Читаем Повседневная жизнь Китая в эпоху Мин полностью

Китайская традиция находила ответ на вопрос о преемственности внутреннего и внешнего в человеческой жизни в первичном фантазме мирового яйца, или мировой утробы, где внутренняя жизнь эмбриона полностью соответствует его внешней среде. Другой традиционный образ — пустотно-полная «единотелесность» Дао, поле органического само-рассеивания, столь же трансцендентальное, сколь и эмпирическое, где всякое воздействие остается сокровенным и интимным. Эту реальность и олицетворяет — чисто метафорически — «Настоящий Человек» китайской антропо-космологии, который без остатка погружен в мир и сам вмещает мир в себя. Способ его существования — открытость сердца открытости бытия или, говоря языком китайской традиции, истечение чистой воды в чистую воду. Такой человек есть утроба и эмбрион, точка и сфера, альфа и омега. Он — тень самого себя, изнанка, вывернутая налицо. Это человек «небесный», человеко-порождающий в отличие от человека внешнего, человекоподобного.
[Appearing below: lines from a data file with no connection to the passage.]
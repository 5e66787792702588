//! Core of the GameCube/Wii External Interface (EXI) bus driver.
//!
//! The EXI controller has three channels, each with up to three chip
//! selects. This crate arbitrates ownership of channels between device
//! drivers, moves data in immediate, interrupt-driven or DMA mode, and
//! dispatches device and insertion events from deferred context.
//!
//! Everything hardware-facing goes through [`Platform`].

#![no_std]

extern crate alloc;

#[cfg(test)]
extern crate std;

pub mod bus;
pub mod channel;
pub mod command;
pub mod config;
pub mod device;
pub mod engine;
pub mod event;
mod irq;
pub mod platform;
pub mod raw;
pub mod regs;
pub mod status;
pub mod structs;

#[cfg(test)]
mod tests;

pub use bus::ExiBus;
pub use channel::{ChannelStatsSnapshot, Holder};
pub use command::{
    split_transfer, Command, CommandFlags, Completion, CompletionSignal, Continuation, Opcode,
    Split,
};
pub use config::{BusConfig, EXI_ID_INVALID, EXI_ID_NONE, NUM_CHANNELS};
pub use device::ExiDevice;
pub use engine::Dispatch;
pub use event::{event_fn, ChannelMask, EventHandler, EventId};
pub use platform::{Clock, DmaAddr, DmaDirection, Platform, Register};
pub use regs::{Frequency, TransferKind};
pub use status::{ExiError, ExiResult};
pub use structs::aligned_buffer::TransferBuf;
use strum::Display;

/// Error codes returned by the EXI core.
///
/// Synchronous operations return these directly; transfers carry them in
/// their [`Completion`](crate::command::Completion).
#[repr(i32)]
#[derive(Display, Debug, Clone, Copy, PartialEq, Eq)]
pub enum ExiError {
    /// Channel already owned, in-flight command present, or event slot taken.
    Busy = -16,
    /// Opcode outside the known set, or an operation the target cannot do.
    Unsupported = -95,
    /// Hardware did not clear the transfer start bit in time.
    Timeout = -110,
    /// Transfer interrupted by device extraction.
    Break = -32,
    /// DMA address or length not on a 32-byte boundary.
    Misaligned = -22,
    /// Give from a device that does not hold the channel.
    NotOwner = -1,
    /// No handler in the addressed event slot.
    NotRegistered = -2,
    /// Channel, slot or frequency out of range.
    InvalidDevice = -19,
}

impl ExiError {
    /// Negative errno-style code, for callers that surface integers.
    #[inline]
    pub fn code(self) -> i32 {
        self as i32
    }
}

pub type ExiResult<T = ()> = Result<T, ExiError>;
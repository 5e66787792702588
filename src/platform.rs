//! Services the EXI core consumes from the surrounding kernel.
//!
//! The core never touches memory-mapped I/O, DMA mappings, or the
//! interrupt controller directly. An embedding provides one [`Platform`]
//! value and wires its shared-IRQ handler to
//! [`ExiBus::handle_irq`](crate::bus::ExiBus::handle_irq) and its
//! deferred-work hook to
//! [`ExiBus::run_deferred`](crate::bus::ExiBus::run_deferred).

use strum::Display;

/// Registers in one channel's block, in hardware order.
#[derive(Display, Debug, Clone, Copy, PartialEq, Eq)]
pub enum Register {
    /// Channel parameter register: chip select, clock, interrupt masks/status.
    Csr,
    /// DMA memory address.
    Mar,
    /// DMA length.
    Length,
    /// Control register: start, DMA, direction, immediate length.
    Cr,
    /// Immediate data.
    Data,
}

impl Register {
    /// Stride between channel blocks.
    pub const CHANNEL_STRIDE: usize = 0x14;

    /// Byte offset within a channel block.
    pub const fn offset(self) -> usize {
        match self {
            Register::Csr => 0x00,
            Register::Mar => 0x04,
            Register::Length => 0x08,
            Register::Cr => 0x0c,
            Register::Data => 0x10,
        }
    }
}

#[derive(Display, Debug, Clone, Copy, PartialEq, Eq)]
pub enum DmaDirection {
    /// Memory is written by the device.
    FromDevice,
    /// Memory is read by the device.
    ToDevice,
}

/// Bus address handed back by [`Platform::dma_map`].
#[derive(Debug, Clone, Copy, PartialEq, Eq, PartialOrd, Ord)]
pub struct DmaAddr(pub u32);

/// Monotonic time source used for every bounded busy-wait.
pub trait Clock {
    fn now_micros(&self) -> u64;

    /// Called between polls of a busy-wait.
    #[inline]
    fn relax(&self) {
        core::hint::spin_loop();
    }
}

pub trait Platform: Clock + Send + Sync {
    /// 32-bit register read. Byte order is the platform's business.
    fn read_reg(&self, channel: usize, reg: Register) -> u32;

    fn write_reg(&self, channel: usize, reg: Register, value: u32);

    /// Map `buf` for a device transfer. The returned address must keep
    /// the low five bits of the buffer's address.
    fn dma_map(&self, buf: &mut [u8], dir: DmaDirection) -> DmaAddr;

    fn dma_unmap(&self, addr: DmaAddr, len: usize, dir: DmaDirection);

    /// Request that `run_deferred(channel)` be called from deferred context.
    fn schedule_deferred(&self, channel: usize);

    /// Hook the shared EXI interrupt line.
    fn enable_irq(&self) {}

    /// True when the caller cannot sleep; synchronous transfers then poll.
    fn in_atomic(&self) -> bool {
        false
    }

    /// Run `f` with the EXI interrupt held off on the calling CPU and
    /// restore the previous state afterwards. Must nest.
    ///
    /// Every channel lock taken outside the top half is taken inside this,
    /// so the top half never spins on a lock its own CPU holds.
    fn without_interrupts<R, F: FnOnce() -> R>(&self, f: F) -> R;

    /// Give up the CPU while waiting for a completion.
    fn idle(&self) {
        self.relax();
    }

    /// Suspend until `ready` holds. `ready` is rechecked after every
    /// [`wake`](Self::wake) of `channel`; a wake between the check and
    /// the sleep must not be lost.
    fn wait_until(&self, _channel: usize, ready: &mut dyn FnMut() -> bool) {
        while !ready() {
            self.idle();
        }
    }

    /// Wake everything suspended in [`wait_until`](Self::wait_until) on
    /// `channel`.
    fn wake(&self, _channel: usize) {}
}
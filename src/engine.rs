//! Command dispatch and the transfer state machine.
//!
//! Transfers take one of three paths:
//!
//! * busy-wait immediate, for short buffers or when DMA is forbidden;
//! * interrupt-driven immediate (IDI), one ≤4-byte chunk per interrupt;
//! * DMA for the aligned body, with the unaligned head moved up front
//!   and the tail moved once the DMA interrupt arrives.
//!
//! Whatever the path, the command's continuation fires exactly once.

use log::{trace, warn};

use crate::bus::ExiBus;
use crate::channel::{ChannelState, ChannelStats, Holder, InFlight};
use crate::command::{split_transfer, Command, CommandFlags, Opcode};
use crate::config::{DMA_ALIGN, IMMEDIATE_MAX};
use crate::platform::{DmaDirection, Platform};
use crate::raw::DmaRegion;
use crate::regs::{IrqSources, TransferKind};
use crate::status::{ExiError, ExiResult};

/// Outcome of a successful submission.
#[derive(Debug, Clone, Copy, PartialEq, Eq)]
pub enum Dispatch {
    /// Finished; the continuation has already fired.
    Done,
    /// Accepted; the continuation fires from the interrupt path.
    Pending,
}

impl Dispatch {
    #[inline]
    pub fn is_pending(self) -> bool {
        self == Dispatch::Pending
    }
}

/// What claiming the command slot led to.
enum Claim {
    /// The submitting context runs the transfer.
    Run(Command),
    /// IDI started; the interrupt path owns the command now.
    Started,
    Busy(Command),
}

fn dma_direction(kind: TransferKind) -> DmaDirection {
    match kind {
        TransferKind::Read => DmaDirection::FromDevice,
        _ => DmaDirection::ToDevice,
    }
}

impl<P: Platform> ExiBus<P> {
    /// Run `cmd`.
    ///
    /// Errors found before the command starts (busy channel, bad owner)
    /// are returned here and also delivered to the continuation. Once a
    /// transfer is accepted its result only reaches the continuation.
    pub fn submit(&self, cmd: Command) -> ExiResult<Dispatch> {
        let channel = cmd.channel;
        if let Err(e) = self.check_channel(channel) {
            cmd.complete(Err(e));
            return Err(e);
        }

        let result = match cmd.opcode {
            Opcode::Nop => Ok(()),
            Opcode::Take => match cmd.device {
                Some(dev) => self.take_channel(
                    channel,
                    Holder::Device(dev),
                    !cmd.flags.contains(CommandFlags::NOWAIT),
                ),
                None => Err(ExiError::InvalidDevice),
            },
            Opcode::Give => match cmd.device {
                Some(dev) => self.give_channel(channel, Holder::Device(dev)),
                None => Err(ExiError::InvalidDevice),
            },
            Opcode::Select => match cmd.device {
                Some(dev) => {
                    self.raw(channel).select(dev.slot(), dev.frequency());
                    Ok(())
                }
                None => Err(ExiError::InvalidDevice),
            },
            Opcode::Deselect => {
                self.raw(channel).deselect();
                Ok(())
            }
            Opcode::Read | Opcode::Write | Opcode::ReadWrite => return self.start_transfer(cmd),
        };

        cmd.complete(result);
        result.map(|_| Dispatch::Done)
    }

    fn start_transfer(&self, mut cmd: Command) -> ExiResult<Dispatch> {
        let channel = cmd.channel;
        let Some(kind) = cmd.opcode.transfer_kind() else {
            cmd.complete(Err(ExiError::Unsupported));
            return Err(ExiError::Unsupported);
        };
        let len = cmd.data.len();
        if len == 0 {
            cmd.complete(Ok(()));
            return Ok(Dispatch::Done);
        }

        let ch = &self.channels[channel];
        cmd = match ch.with_state(&self.platform, |st| self.claim_slot(st, cmd, kind)) {
            Claim::Run(cmd) => cmd,
            Claim::Started => return Ok(Dispatch::Pending),
            Claim::Busy(cmd) => {
                cmd.complete(Err(ExiError::Busy));
                return Err(ExiError::Busy);
            }
        };

        if len < DMA_ALIGN || cmd.flags.contains(CommandFlags::NODMA) {
            let result = self.raw(channel).transfer_immediate(cmd.data.as_mut_slice(), kind);
            self.free_slot(channel);
            self.retire(cmd, result);
            return Ok(Dispatch::Done);
        }

        let split = split_transfer(cmd.data.addr(), len);
        if split.body == 0 {
            // head and tail touch; nothing for DMA
            let result = self.raw(channel).transfer_immediate(cmd.data.as_mut_slice(), kind);
            self.free_slot(channel);
            self.retire(cmd, result);
            return Ok(Dispatch::Done);
        }

        if split.pre > 0 {
            let head = self
                .raw(channel)
                .transfer_immediate(cmd.data.range_mut(split.pre_range()), kind);
            if let Err(e) = head {
                self.free_slot(channel);
                self.retire(cmd, Err(e));
                return Ok(Dispatch::Done);
            }
        }

        let dir = dma_direction(kind);
        let addr = self
            .platform
            .dma_map(cmd.data.range_mut(split.body_range()), dir);
        let region = match DmaRegion::new(addr, split.body) {
            Ok(region) => region,
            Err(e) => {
                warn!(
                    "exi{}: platform mapped dma to {:#010x}, not {}-byte aligned",
                    channel, addr.0, DMA_ALIGN
                );
                self.platform.dma_unmap(addr, split.body, dir);
                self.free_slot(channel);
                self.retire(cmd, Err(e));
                return Ok(Dispatch::Done);
            }
        };
        cmd.dma = Some((addr, split.body));
        let post = (split.post > 0).then(|| split.post_range());

        ch.with_state(&self.platform, |st| {
            self.raw(channel).start_dma(region, kind);
            st.in_flight = Some(InFlight::Dma { cmd, kind, post });
        });
        Ok(Dispatch::Pending)
    }

    /// Occupy the command slot. An IDI transfer starts here, under the
    /// same lock the completion path takes.
    fn claim_slot(&self, st: &mut ChannelState<P>, mut cmd: Command, kind: TransferKind) -> Claim {
        if st.in_flight.is_some() {
            return Claim::Busy(cmd);
        }
        if !cmd.flags.contains(CommandFlags::IDI) {
            st.in_flight = Some(InFlight::Immediate);
            return Claim::Run(cmd);
        }

        let n = cmd.data.len().min(IMMEDIATE_MAX);
        cmd.bytes_left = cmd.data.len();
        let raw = self.raw(cmd.channel);
        raw.enable_irqs(IrqSources::TRANSFER_COMPLETE);
        raw.start_immediate(&cmd.data.as_slice()[..n], kind);
        ChannelStats::bump(&self.channels[cmd.channel].stats.idi_steps);
        st.in_flight = Some(InFlight::Idi { cmd, kind });
        Claim::Started
    }

    fn free_slot(&self, channel: usize) {
        self.channels[channel].with_state(&self.platform, |st| st.in_flight = None);
    }

    /// Completion path for the interrupt-driven and DMA transfers.
    ///
    /// `result` is what the hardware reported: `Ok` for transfer-complete,
    /// `Break` for an extraction, `Timeout` from a polled wait.
    pub(crate) fn complete_transfer(&self, channel: usize, result: ExiResult) {
        let finished = self.channels[channel]
            .with_state(&self.platform, |st| self.advance(channel, st, result));
        if let Some((cmd, result)) = finished {
            self.retire(cmd, result);
        }
    }

    /// Move the in-flight transfer on by one interrupt. Hands the command
    /// back once it has left the slot.
    fn advance(
        &self,
        channel: usize,
        st: &mut ChannelState<P>,
        result: ExiResult,
    ) -> Option<(Command, ExiResult)> {
        let raw = self.raw(channel);
        match st.in_flight.take() {
            None => {
                trace!("exi{}: completion with nothing in flight", channel);
                None
            }
            Some(InFlight::Immediate) => {
                // a busy-wait transfer owns the channel; it acks its own TC
                st.in_flight = Some(InFlight::Immediate);
                None
            }
            Some(InFlight::Dma { mut cmd, kind, post }) => {
                raw.disable_irqs(IrqSources::TRANSFER_COMPLETE);
                if let Some((addr, len)) = cmd.dma.take() {
                    self.platform.dma_unmap(addr, len, dma_direction(kind));
                }
                let result = match (result, post) {
                    (Ok(()), Some(range)) => raw.transfer_immediate(cmd.data.range_mut(range), kind),
                    (result, _) => result,
                };
                Some((cmd, result))
            }
            Some(InFlight::Idi { mut cmd, kind }) => {
                raw.disable_irqs(IrqSources::TRANSFER_COMPLETE);
                if result.is_err() {
                    return Some((cmd, result));
                }

                let len = cmd.data.len();
                let offset = len - cmd.bytes_left;
                let n = cmd.bytes_left.min(IMMEDIATE_MAX);
                raw.finish_immediate(cmd.data.range_mut(offset..offset + n), kind);
                cmd.bytes_left -= n;

                if cmd.bytes_left > IMMEDIATE_MAX && self.config.idi_balance > 0 {
                    let offset = len - cmd.bytes_left;
                    let extra = self.config.idi_balance.min(cmd.bytes_left - IMMEDIATE_MAX);
                    if let Err(e) =
                        raw.transfer_immediate(cmd.data.range_mut(offset..offset + extra), kind)
                    {
                        return Some((cmd, Err(e)));
                    }
                    cmd.bytes_left -= extra;
                }

                if cmd.bytes_left == 0 {
                    return Some((cmd, Ok(())));
                }

                let offset = len - cmd.bytes_left;
                let n = cmd.bytes_left.min(IMMEDIATE_MAX);
                raw.enable_irqs(IrqSources::TRANSFER_COMPLETE);
                raw.start_immediate(&cmd.data.as_slice()[offset..offset + n], kind);
                ChannelStats::bump(&self.channels[channel].stats.idi_steps);
                st.in_flight = Some(InFlight::Idi { cmd, kind });
                None
            }
        }
    }

    /// Fire the continuation of a command that has left its channel's
    /// slot, then let latched events in.
    fn retire(&self, cmd: Command, result: ExiResult) {
        cmd.complete(result);
        self.check_pending_work();
    }

    /// Drive an in-flight asynchronous transfer to the end without
    /// interrupts. For callers that cannot sleep.
    pub fn poll_transfer(&self, channel: usize) {
        if self.check_channel(channel).is_err() {
            return;
        }
        let ch = &self.channels[channel];
        while ch.with_state(&self.platform, |st| st.has_async_transfer()) {
            let result = self.raw(channel).wait_dma();
            self.complete_transfer(channel, result);
        }
    }
}
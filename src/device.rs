use crate::config::{NUM_CHANNELS, SLOTS_PER_CHANNEL};
use crate::regs::Frequency;
use crate::status::{ExiError, ExiResult};

/// A peripheral as callers see it: a slot on a channel, clocked at a
/// given frequency. Two devices are the same owner iff all three match.
#[derive(Debug, Clone, Copy, PartialEq, Eq, Hash)]
pub struct ExiDevice {
    channel: usize,
    slot: u8,
    frequency: Frequency,
}

impl ExiDevice {
    pub fn new(channel: usize, slot: u8, frequency: Frequency) -> ExiResult<Self> {
        if channel >= NUM_CHANNELS || slot >= SLOTS_PER_CHANNEL[channel] {
            return Err(ExiError::InvalidDevice);
        }
        Ok(Self {
            channel,
            slot,
            frequency,
        })
    }

    /// Like [`new`](Self::new) but taking the raw clock index.
    pub fn from_raw(channel: usize, slot: u8, frequency: u8) -> ExiResult<Self> {
        Self::new(channel, slot, Frequency::try_from(frequency)?)
    }

    #[inline]
    pub fn channel(&self) -> usize {
        self.channel
    }

    #[inline]
    pub fn slot(&self) -> u8 {
        self.slot
    }

    #[inline]
    pub fn frequency(&self) -> Frequency {
        self.frequency
    }

    /// Slot 0 of channels 0 and 1 are the memory card bays.
    pub fn is_memcard_slot(&self) -> bool {
        self.channel < 2 && self.slot == 0
    }
}
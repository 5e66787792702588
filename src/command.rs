//! Command descriptors and their completion plumbing.

use alloc::boxed::Box;
use alloc::sync::Arc;
use core::ops::Range;
use core::sync::atomic::{AtomicBool, Ordering};

use bitflags::bitflags;
use spin::Mutex;
use strum::Display;

use crate::config::{DMA_ALIGN, NUM_CHANNELS};
use crate::device::ExiDevice;
use crate::platform::DmaAddr;
use crate::regs::TransferKind;
use crate::status::{ExiError, ExiResult};
use crate::structs::aligned_buffer::TransferBuf;

#[repr(u8)]
#[derive(Display, Debug, Clone, Copy, PartialEq, Eq)]
pub enum Opcode {
    Nop = 0,
    Take = 1,
    Give = 2,
    Select = 3,
    Deselect = 4,
    Read = 5,
    Write = 6,
    ReadWrite = 7,
}

impl Opcode {
    pub fn transfer_kind(self) -> Option<TransferKind> {
        match self {
            Opcode::Read => Some(TransferKind::Read),
            Opcode::Write => Some(TransferKind::Write),
            Opcode::ReadWrite => Some(TransferKind::ReadWrite),
            _ => None,
        }
    }
}

impl TryFrom<u8> for Opcode {
    type Error = ExiError;

    fn try_from(v: u8) -> Result<Self, Self::Error> {
        Ok(match v {
            0 => Opcode::Nop,
            1 => Opcode::Take,
            2 => Opcode::Give,
            3 => Opcode::Select,
            4 => Opcode::Deselect,
            5 => Opcode::Read,
            6 => Opcode::Write,
            7 => Opcode::ReadWrite,
            _ => return Err(ExiError::Unsupported),
        })
    }
}

impl From<TransferKind> for Opcode {
    fn from(kind: TransferKind) -> Self {
        match kind {
            TransferKind::Read => Opcode::Read,
            TransferKind::Write => Opcode::Write,
            TransferKind::ReadWrite => Opcode::ReadWrite,
        }
    }
}

bitflags! {
    #[derive(Debug, Clone, Copy, PartialEq, Eq, Default)]
    pub struct CommandFlags: u8 {
        /// Take fails with `Busy` instead of waiting.
        const NOWAIT = 1 << 0;
        /// Never use DMA, even for large aligned buffers.
        const NODMA  = 1 << 1;
        /// Interrupt-driven immediate mode.
        const IDI    = 1 << 2;
    }
}

/// What a finished command hands back.
#[derive(Debug)]
pub struct Completion {
    pub opcode: Opcode,
    pub channel: usize,
    pub result: ExiResult,
    /// The command's buffer; holds received bytes after a read.
    pub data: TransferBuf,
}

/// One-shot slot a synchronous caller waits on.
#[derive(Default)]
pub struct CompletionSignal {
    done: AtomicBool,
    slot: Mutex<Option<Completion>>,
}

impl CompletionSignal {
    pub fn new() -> Arc<Self> {
        Arc::new(Self::default())
    }

    pub fn is_done(&self) -> bool {
        self.done.load(Ordering::Acquire)
    }

    fn post(&self, completion: Completion) {
        *self.slot.lock() = Some(completion);
        self.done.store(true, Ordering::Release);
    }

    pub fn take(&self) -> Option<Completion> {
        if !self.is_done() {
            return None;
        }
        self.slot.lock().take()
    }

    /// Wait until posted, calling `idle` between checks. Only one waiter
    /// may use a signal.
    pub fn wait<F: FnMut()>(&self, mut idle: F) -> Completion {
        loop {
            if self.is_done() {
                if let Some(completion) = self.slot.lock().take() {
                    return completion;
                }
            }
            idle();
        }
    }
}

/// How a command reports completion. Fired exactly once per command.
pub enum Continuation {
    /// Nobody is listening.
    Detached,
    Callback(Box<dyn FnOnce(Completion) + Send>),
    Signal(Arc<CompletionSignal>),
}

impl Continuation {
    pub(crate) fn fire(self, completion: Completion) {
        match self {
            Continuation::Detached => {}
            Continuation::Callback(f) => f(completion),
            Continuation::Signal(sig) => sig.post(completion),
        }
    }
}

impl core::fmt::Debug for Continuation {
    fn fmt(&self, f: &mut core::fmt::Formatter<'_>) -> core::fmt::Result {
        match self {
            Continuation::Detached => f.write_str("Detached"),
            Continuation::Callback(_) => f.write_str("Callback"),
            Continuation::Signal(_) => f.write_str("Signal"),
        }
    }
}

/// One logical bus operation.
#[derive(Debug)]
pub struct Command {
    pub(crate) opcode: Opcode,
    pub(crate) flags: CommandFlags,
    pub(crate) channel: usize,
    pub(crate) device: Option<ExiDevice>,
    pub(crate) data: TransferBuf,
    /// Bytes still to move in an interrupt-driven transfer.
    pub(crate) bytes_left: usize,
    pub(crate) dma: Option<(DmaAddr, usize)>,
    pub(crate) continuation: Continuation,
}

impl Command {
    fn new(opcode: Opcode, channel: usize, device: Option<ExiDevice>) -> Self {
        Self {
            opcode,
            flags: CommandFlags::empty(),
            channel,
            device,
            data: TransferBuf::zeroed(0),
            bytes_left: 0,
            dma: None,
            continuation: Continuation::Detached,
        }
    }

    pub fn nop(channel: usize) -> ExiResult<Self> {
        check_channel(channel)?;
        Ok(Self::new(Opcode::Nop, channel, None))
    }

    pub fn take(device: ExiDevice, flags: CommandFlags) -> Self {
        Self::new(Opcode::Take, device.channel(), Some(device)).with_flags(flags)
    }

    pub fn give(device: ExiDevice) -> Self {
        Self::new(Opcode::Give, device.channel(), Some(device))
    }

    pub fn select(device: ExiDevice) -> Self {
        Self::new(Opcode::Select, device.channel(), Some(device))
    }

    pub fn deselect(channel: usize) -> ExiResult<Self> {
        check_channel(channel)?;
        Ok(Self::new(Opcode::Deselect, channel, None))
    }

    /// Build a read, write, or read-write over `data`.
    pub fn transfer(
        channel: usize,
        opcode: Opcode,
        data: TransferBuf,
        flags: CommandFlags,
    ) -> ExiResult<Self> {
        check_channel(channel)?;
        if opcode.transfer_kind().is_none() {
            return Err(ExiError::Unsupported);
        }
        let mut cmd = Self::new(opcode, channel, None).with_flags(flags);
        cmd.data = data;
        Ok(cmd)
    }

    pub fn read(channel: usize, len: usize) -> ExiResult<Self> {
        Self::transfer(channel, Opcode::Read, TransferBuf::zeroed(len), CommandFlags::empty())
    }

    pub fn write(channel: usize, bytes: &[u8]) -> ExiResult<Self> {
        Self::transfer(
            channel,
            Opcode::Write,
            TransferBuf::from_slice(bytes),
            CommandFlags::empty(),
        )
    }

    pub fn with_flags(mut self, flags: CommandFlags) -> Self {
        self.flags |= flags;
        self
    }

    pub fn with_continuation(mut self, continuation: Continuation) -> Self {
        self.continuation = continuation;
        self
    }

    pub fn on_complete<F>(self, f: F) -> Self
    where
        F: FnOnce(Completion) + Send + 'static,
    {
        self.with_continuation(Continuation::Callback(Box::new(f)))
    }

    #[inline]
    pub fn opcode(&self) -> Opcode {
        self.opcode
    }

    #[inline]
    pub fn channel(&self) -> usize {
        self.channel
    }

    #[inline]
    pub fn len(&self) -> usize {
        self.data.len()
    }

    #[inline]
    pub fn is_empty(&self) -> bool {
        self.data.is_empty()
    }

    /// Fire the continuation. Consumes the command so it cannot fire twice.
    pub(crate) fn complete(self, result: ExiResult) {
        let completion = Completion {
            opcode: self.opcode,
            channel: self.channel,
            result,
            data: self.data,
        };
        self.continuation.fire(completion);
    }
}

fn check_channel(channel: usize) -> ExiResult {
    if channel < NUM_CHANNELS {
        Ok(())
    } else {
        Err(ExiError::InvalidDevice)
    }
}

/// A transfer cut at DMA line boundaries.
#[derive(Debug, Clone, Copy, PartialEq, Eq)]
pub struct Split {
    /// Unaligned head moved by immediate mode.
    pub pre: usize,
    /// Aligned middle moved by DMA.
    pub body: usize,
    /// Unaligned tail moved by immediate mode after the DMA.
    pub post: usize,
}

impl Split {
    pub fn pre_range(&self) -> Range<usize> {
        0..self.pre
    }

    pub fn body_range(&self) -> Range<usize> {
        self.pre..self.pre + self.body
    }

    pub fn post_range(&self) -> Range<usize> {
        self.pre + self.body..self.pre + self.body + self.post
    }
}

/// Split `len` bytes starting at `addr` into head, DMA body and tail.
pub fn split_transfer(addr: usize, len: usize) -> Split {
    let to_boundary = (DMA_ALIGN - addr % DMA_ALIGN) % DMA_ALIGN;
    let pre = to_boundary.min(len);
    let rest = len - pre;
    let body = rest & !(DMA_ALIGN - 1);
    Split {
        pre,
        body,
        post: rest - body,
    }
}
Единение семени и среды предполагает наличие некоей сверхчувствительности, обретаемой в акте «самоопустошения» как творческой метаморфозы. Эта важнейшая посылка китайской мысли в эпоху неоконфуцианства получила уже систематическое обоснование в учении о том, что «жизненная воля» и «вещи» друг друга обусловливают и друг в друге выражаются. Традиция, таким образом, есть плод духовной работы и созидается само-произрастанием воли. Китайскому мудрецу подвластна только жизнь, отлившаяся в формы культуры. Но тайна антропокосмического всеединства не допускает «критической рефлексии» и не имеет ни эмпирических, ни рациональных точек отсчета. Власть дается только тому, кто умеет превзойти соблазн власти. Круг духовного постижения, заданный традицией, держался доверием к интимно-неведомой реальности, чисто предположительным и все же безукоризненно точным «добрым знанием», и эта глубочайшая интуиция человеческого духа предпослана сознанию в метафоре, связующей несовместное, утверждающей нераздельность истинного и ложного.

Описанный круговорот культурного символизма в Китае заключал в себе два типа мировосприятия. Один из них воплощался в художественном синтезе типовой формы и опирался главным образом на постулаты конфуцианства. Другой являл тенденцию к разложению типовой формы на абстрактную схему и натуралистический образ и был тесно связан с традицией чань-буддизма. Его роль в китайской традиции глубоко двусмысленна: он утверждал одновременно и ненужность, и неизбежность культурных норм. Оттого же сопутствующая ему стилистика отличается крайней неустойчивостью и колеблется между гротеском и нарочитым натурализмом. Культ морального совершенствования и проповедь «страстной жизни» были разными ответами на одну и ту же проблему глубочайшей неопределенности статуса культуры в Китае XVII века.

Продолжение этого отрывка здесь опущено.